**Task directions**. For the listing below, show each line that includes the string "Serialize".
*****
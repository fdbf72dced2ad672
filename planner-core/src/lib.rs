use std::collections::BTreeMap;

use serde::{Deserialize, Serialize};
use tsify_next::Tsify;
use wasm_bindgen::prelude::*;

mod apply;
mod catalog;
mod config;
mod error;
mod feasibility;
mod planner;
mod simulate;
mod snapshot;
mod state;
mod types;

pub use catalog::*;
pub use config::*;
pub use error::*;
pub use feasibility::*;
pub use planner::*;
pub use snapshot::*;
pub use state::*;
pub use types::*;

#[cfg(feature = "instrument")]
pub use instrument;

// ============================================================================
// WASM API - BuildPlanner
// ============================================================================

/// Result of one planning request, with entity names resolved.
#[derive(Debug, Clone, PartialEq, Serialize, Deserialize, Tsify)]
#[tsify(into_wasm_abi)]
pub struct PlanReport {
    pub plan: Vec<String>,
    pub ticks: Option<f64>,
    pub iterations: usize,
    pub status: SearchStatus,
    pub satisfied: bool,
}

#[wasm_bindgen]
pub struct BuildPlanner {
    catalog: Catalog,
    config: PlannerConfig,
}

#[wasm_bindgen]
impl BuildPlanner {
    /// Planner over the built-in Protoss catalog
    #[wasm_bindgen(constructor)]
    pub fn new() -> Self {
        // Better panic messages in browser console
        console_error_panic_hook::set_once();

        Self {
            catalog: Catalog::protoss(),
            config: PlannerConfig::default(),
        }
    }

    #[wasm_bindgen]
    pub fn with_catalog_json(catalog_json: &str) -> Result<BuildPlanner, JsError> {
        let mut planner = Self::new();
        planner.catalog = Catalog::from_json(catalog_json)?;
        Ok(planner)
    }

    #[wasm_bindgen]
    pub fn set_iteration_cap(&mut self, cap: usize) {
        self.config = self.config.with_iteration_cap(cap);
    }

    /// Entity type names in catalog order
    #[wasm_bindgen]
    pub fn entity_names(&self) -> Result<JsValue, JsError> {
        let names: Vec<&str> = self.catalog.iter().map(|(_, e)| e.name.as_str()).collect();
        Ok(serde_wasm_bindgen::to_value(&names)?)
    }

    /// Ticks until `unit` could start from the snapshot; -1 if it cannot start at all.
    #[wasm_bindgen]
    pub fn when(&self, snapshot_json: &str, unit: &str) -> Result<f64, JsError> {
        Ok(self.query_when(snapshot_json, unit)?.unwrap_or(-1.0))
    }

    /// Plan towards `goal_json`, a map of entity name to minimum count.
    #[wasm_bindgen]
    pub fn plan(&self, snapshot_json: &str, goal_json: &str) -> Result<PlanReport, JsError> {
        Ok(self.plan_report(snapshot_json, goal_json)?)
    }
}

impl BuildPlanner {
    pub fn catalog(&self) -> &Catalog {
        &self.catalog
    }

    pub fn config(&self) -> &PlannerConfig {
        &self.config
    }

    pub fn with_config(mut self, config: PlannerConfig) -> Self {
        self.config = config;
        self
    }

    pub fn query_when(&self, snapshot_json: &str, unit: &str) -> Result<Wait, PlannerError> {
        let snapshot = EconomySnapshot::from_json(snapshot_json)?;
        let state = EconomyState::from_snapshot(&self.catalog, &snapshot)?;
        let target = self.catalog.resolve(unit)?;
        Ok(when(&self.catalog, &state, target))
    }

    pub fn plan_report(&self, snapshot_json: &str, goal_json: &str) -> Result<PlanReport, PlannerError> {
        let snapshot = EconomySnapshot::from_json(snapshot_json)?;
        let root = EconomyState::from_snapshot(&self.catalog, &snapshot)?;
        let counts: BTreeMap<String, u32> = serde_json::from_str(goal_json)?;
        let goal = Goal::from_names(&self.catalog, &counts)?;

        let result = Planner::new(&self.catalog, self.config).calculate_buildorder(&root, &goal);
        Ok(PlanReport {
            plan: result
                .plan
                .iter()
                .map(|unit| self.catalog.name(*unit).to_string())
                .collect(),
            ticks: result.ticks,
            iterations: result.iterations,
            status: result.status,
            satisfied: result.satisfied,
        })
    }
}

impl Default for BuildPlanner {
    fn default() -> Self {
        Self::new()
    }
}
*****
**Solved exercise**.
use serde::{Deserialize, Serialize};
#[derive(Debug, Clone, PartialEq, Serialize, Deserialize, Tsify)]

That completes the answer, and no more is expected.